» **REQUIREMENT**
In the records below, begin at the line that has "trigger tags, sorted." and stop after the line that has "generating build files."; quote those lines verbatim and nothing more.

=== EXTRACTED INFORMATION ===

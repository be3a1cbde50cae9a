// SPDX-License-Identifier: Apache-2.0
// © James Ross Ω FLYING•ROBOTS <https://github.com/flyingrobots>
//! Processor options: extra trigger mappings and the global ignore list.
//!
//! Options come from two places. Build hosts pass flat key/value pairs
//! (`requires_<trigger>=<tag>_<tag>`, `ignore=<name>_<name>`), and the CLI
//! additionally reads a JSON document of the same shape as
//! [`ProcessorOptions`]. Both merge into one value.

use std::collections::BTreeMap;
use std::io::Read;

use serde::{Deserialize, Serialize};
use thiserror::Error;

/// Key fragment marking an extra trigger mapping.
pub const REQUIRES_KEY: &str = "requires";
/// Key fragment marking a global ignore list.
pub const IGNORE_KEY: &str = "ignore";
/// Separator used inside option keys and values.
pub const SEPARATOR: char = '_';

/// Errors raised while reading options.
#[derive(Debug, Error)]
pub enum OptionsError {
    /// The options document is not valid JSON or has the wrong shape.
    #[error("options parse error: {0}")]
    Json(#[from] serde_json::Error),
    /// The options document could not be read.
    #[error("options io error: {0}")]
    Io(#[from] std::io::Error),
    /// A `key=value` option without `=`.
    #[error("malformed option (expected key=value): {0}")]
    Malformed(String),
}

/// Extra trigger mappings plus a global ignore list.
#[derive(Debug, Clone, Default, PartialEq, Eq, Serialize, Deserialize)]
#[serde(deny_unknown_fields)]
pub struct ProcessorOptions {
    /// Trigger tag -> required tags.
    #[serde(default)]
    pub requires: BTreeMap<String, Vec<String>>,
    /// Type and member names ignored under every trigger.
    #[serde(default)]
    pub ignore: Vec<String>,
}

impl ProcessorOptions {
    /// Builds options from host key/value pairs.
    ///
    /// A key containing `requires` names its trigger in the second
    /// `_`-separated segment; its value lists the required tags. Any other key
    /// containing `ignore` adds its value's entries to the global ignore list.
    /// Unrelated keys are skipped.
    pub fn from_pairs<I, K, V>(pairs: I) -> Self
    where
        I: IntoIterator<Item = (K, V)>,
        K: AsRef<str>,
        V: AsRef<str>,
    {
        let mut options = Self::default();
        for (key, value) in pairs {
            let (key, value) = (key.as_ref(), value.as_ref());
            if key.contains(REQUIRES_KEY) {
                if let Some(trigger) = key.split(SEPARATOR).nth(1).filter(|t| !t.is_empty()) {
                    options
                        .requires
                        .entry(trigger.to_owned())
                        .or_default()
                        .extend(split_list(value));
                }
            } else if key.contains(IGNORE_KEY) {
                options.ignore.extend(split_list(value));
            }
        }
        options
    }

    /// Parses `key=value` strings (as passed with `-A`) into options.
    pub fn from_args<I, S>(args: I) -> Result<Self, OptionsError>
    where
        I: IntoIterator<Item = S>,
        S: AsRef<str>,
    {
        let mut pairs = Vec::new();
        for arg in args {
            let arg = arg.as_ref();
            let (key, value) = arg
                .split_once('=')
                .ok_or_else(|| OptionsError::Malformed(arg.to_owned()))?;
            pairs.push((key.trim().to_owned(), value.trim().to_owned()));
        }
        Ok(Self::from_pairs(pairs))
    }

    /// Parses an options document.
    pub fn from_json_str(json: &str) -> Result<Self, OptionsError> {
        Ok(serde_json::from_str(json)?)
    }

    /// Parses an options document from a reader.
    pub fn from_reader<R: Read>(reader: R) -> Result<Self, OptionsError> {
        Ok(serde_json::from_reader(reader)?)
    }

    /// Folds `other` into `self`; required lists and the ignore list are extended.
    pub fn merge(&mut self, other: Self) {
        for (trigger, tags) in other.requires {
            self.requires.entry(trigger).or_default().extend(tags);
        }
        self.ignore.extend(other.ignore);
    }

    /// Extra trigger tags, sorted.
    pub fn triggers(&self) -> impl Iterator<Item = &str> {
        self.requires.keys().map(String::as_str)
    }
}

fn split_list(value: &str) -> impl Iterator<Item = String> + '_ {
    value
        .split(SEPARATOR)
        .map(str::trim)
        .filter(|s| !s.is_empty())
        .map(str::to_owned)
}
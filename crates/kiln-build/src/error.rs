//! Error types for kiln-build.

use std::path::PathBuf;
use thiserror::Error;

/// Result type for kiln-build operations.
pub type Result<T> = std::result::Result<T, BuildError>;

/// Errors that can occur while loading configs or generating build files.
#[derive(Error, Debug)]
pub enum BuildError {
    /// Failed to read the preamble document.
    #[error("failed to read preamble {path}: {source}")]
    ReadPreamble {
        path: PathBuf,
        #[source]
        source: std::io::Error,
    },

    /// The preamble document is not valid TOML for the preamble schema.
    #[error("failed to parse preamble {path}: {source}")]
    ParsePreamble {
        path: PathBuf,
        #[source]
        source: toml::de::Error,
    },

    /// Failed to read the project config document.
    #[error("failed to read config {path}: {source}")]
    ReadConfig {
        path: PathBuf,
        #[source]
        source: std::io::Error,
    },

    /// The project config document is not valid TOML for the config schema.
    #[error("failed to parse config {path}: {source}")]
    ParseConfig {
        path: PathBuf,
        #[source]
        source: toml::de::Error,
    },

    /// A `replace` directive carries a pattern the regex engine rejects.
    #[error("invalid replace pattern `{pattern}`: {source}")]
    BadReplacePattern {
        pattern: String,
        #[source]
        source: regex::Error,
    },

    /// A library names a dependency with no matching package declaration.
    #[error("library `{library}` depends on unknown package `{package}`")]
    UnknownDependency { library: String, package: String },

    /// A source path does not match `dir/stem.ext` with a recognized
    /// C/C++ extension, so no object path can be derived for it.
    #[error("library `{library}` has unrecognized source path `{path}`")]
    UnrecognizedSource { library: String, path: String },
}
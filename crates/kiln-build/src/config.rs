//! Configuration document types (kiln TOML format).

use serde::{Deserialize, Serialize};
use std::path::Path;

use crate::error::{BuildError, Result};

/// One atomic rewrite of a flag string.
///
/// Directives apply in declaration order; each one transforms the string
/// accumulated so far.
#[derive(Debug, Clone, PartialEq, Eq, Serialize, Deserialize)]
#[serde(rename_all = "snake_case")]
pub enum FlagDirective {
    /// Discard the accumulated string and start over from this value.
    Reset(String),
    /// Add to the end of the accumulated string.
    Append(String),
    /// Add to the front of the accumulated string.
    Prepend(String),
    /// Substitute every match of `pattern` with `with`.
    Replace { pattern: String, with: String },
}

/// Toolchain-level configuration shared by every library.
///
/// Loaded from `<kiln-binary>.preamble` next to the executable, or from
/// the path given with `--preamble`.
#[derive(Debug, Clone, Serialize, Deserialize)]
pub struct Preamble {
    /// Executable used for both compiling and linking.
    pub compile_command: String,

    /// Directives building the global compile flag string from scratch.
    #[serde(default)]
    pub compile_flags: Vec<FlagDirective>,

    /// Directives building the global link flag string from scratch.
    #[serde(default)]
    pub link_flags: Vec<FlagDirective>,
}

/// An external dependency contributing include/library search paths.
#[derive(Debug, Clone, Serialize, Deserialize)]
pub struct PackageConfig {
    /// Package name, referenced by library `dependency` lists.
    pub name: String,

    /// Installation prefix joined onto relative include/lib dirs.
    #[serde(default)]
    pub prefix: Option<String>,

    /// Header directory, relative to `prefix` unless absolute.
    #[serde(default)]
    pub include_dir: Option<String>,

    /// Library directory, relative to `prefix` unless absolute.
    #[serde(default)]
    pub lib_dir: Option<String>,
}

/// A named unit of sources compiled into a static archive.
#[derive(Debug, Clone, Serialize, Deserialize)]
pub struct LibraryConfig {
    /// Library name. Doubles as the object-directory prefix and the
    /// archive stem, so it must be unique across the config.
    pub name: String,

    /// Source files, in compile order.
    #[serde(default)]
    pub src: Vec<String>,

    /// Per-library rewrites of the global compile flag string.
    #[serde(default)]
    pub compile_flags: Vec<FlagDirective>,

    /// Per-library rewrites of the global link flag string.
    #[serde(default)]
    pub link_flags: Vec<FlagDirective>,

    /// Names of packages whose search paths this library needs.
    #[serde(default)]
    pub dependency: Vec<String>,
}

/// Root config document: the packages and libraries of one project.
#[derive(Debug, Clone, Serialize, Deserialize)]
pub struct Config {
    /// Declared external packages.
    #[serde(rename = "package", default)]
    pub packages: Vec<PackageConfig>,

    /// Libraries to generate build edges for, in declaration order.
    #[serde(rename = "library", default)]
    pub libraries: Vec<LibraryConfig>,
}

impl Preamble {
    /// Load the preamble document from a TOML file.
    pub fn from_file(path: &Path) -> Result<Self> {
        let content = std::fs::read_to_string(path).map_err(|source| BuildError::ReadPreamble {
            path: path.to_path_buf(),
            source,
        })?;
        toml::from_str(&content).map_err(|source| BuildError::ParsePreamble {
            path: path.to_path_buf(),
            source,
        })
    }
}

impl Config {
    /// Load a project config document from a TOML file.
    pub fn from_file(path: &Path) -> Result<Self> {
        let content = std::fs::read_to_string(path).map_err(|source| BuildError::ReadConfig {
            path: path.to_path_buf(),
            source,
        })?;
        toml::from_str(&content).map_err(|source| BuildError::ParseConfig {
            path: path.to_path_buf(),
            source,
        })
    }

    /// Find a library by name.
    pub fn find_library(&self, name: &str) -> Option<&LibraryConfig> {
        self.libraries.iter().find(|lib| lib.name == name)
    }
}
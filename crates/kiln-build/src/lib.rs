//! Ninja build-file generation from declarative configs.
//!
//! This crate provides:
//! - Config document formats (preamble + project config, TOML)
//! - Layered flag-string composition
//! - Translation of package/library declarations into Ninja build edges
//!
//! It never compiles or links anything itself; it only emits the build
//! graph for an incremental-build executor to run.
//!
//! # Example
//!
//! ```toml
//! # project.kiln
//! [[package]]
//! name = "boost"
//! prefix = "/usr/local"
//! include_dir = "include"
//! lib_dir = "lib"
//!
//! [[library]]
//! name = "net"
//! src = ["src/socket.cc", "src/poll.cc"]
//! compile_flags = [{ append = "-fno-exceptions" }]
//! dependency = ["boost"]
//! ```

mod config;
mod emit;
mod error;
mod flags;
mod registry;

pub use config::{Config, FlagDirective, LibraryConfig, PackageConfig, Preamble};
pub use emit::Generator;
pub use error::{BuildError, Result};
pub use flags::FlagComposer;
pub use registry::PackageRegistry;
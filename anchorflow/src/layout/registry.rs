//! Per-pass node registry.
//!
//! Maps handles to resolved rects in the order nodes were laid out. A
//! lookup only sees nodes already placed in the current pass; anything else
//! is absent, and the resolver reads absent as the zero rect.

use indexmap::IndexMap;

use crate::primitives::Rect;

use super::handle::NodeHandle;

#[derive(Debug, Clone, Default, PartialEq, Eq)]
pub struct NodeRegistry {
    rects: IndexMap<NodeHandle, Rect>,
}

impl NodeRegistry {
    pub fn new() -> Self {
        Self::default()
    }

    pub fn with_capacity(capacity: usize) -> Self {
        Self {
            rects: IndexMap::with_capacity(capacity),
        }
    }

    /// Record a node's resolved rect.
    ///
    /// Registering the same handle twice keeps its original position in the
    /// order and overwrites the rect, so two nodes sharing a handle resolve
    /// against whichever was placed last.
    pub fn register(&mut self, handle: NodeHandle, rect: Rect) {
        self.rects.insert(handle, rect);
    }

    /// The rect of an already-placed node.
    #[inline]
    pub fn get(&self, handle: NodeHandle) -> Option<Rect> {
        self.rects.get(&handle).copied()
    }

    pub fn contains(&self, handle: NodeHandle) -> bool {
        self.rects.contains_key(&handle)
    }

    /// Placed nodes in layout order.
    pub fn iter(&self) -> impl Iterator<Item = (NodeHandle, Rect)> + '_ {
        self.rects.iter().map(|(h, r)| (*h, *r))
    }

    pub fn len(&self) -> usize {
        self.rects.len()
    }

    pub fn is_empty(&self) -> bool {
        self.rects.is_empty()
    }
}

===

» **SOLUTION FOR THIS TASK**
    /// Extra trigger tags, sorted.
    pub fn triggers(&self) -> impl Iterator<Item = &str> {
        self.requires.keys().map(String::as_str)
    }
}

fn split_list(value: &str) -> impl Iterator<Item = String> + '_ {
    value
        .split(SEPARATOR)
        .map(str::trim)
        .filter(|s| !s.is_empty())
        .map(str::to_owned)
}
filename crates/kiln-build/src/error.rs
//! Error types for kiln-build.

use std::path::PathBuf;
use thiserror::Error;

/// Result type for kiln-build operations.
pub type Result<T> = std::result::Result<T, BuildError>;

/// Errors that can occur while loading configs or generating build files.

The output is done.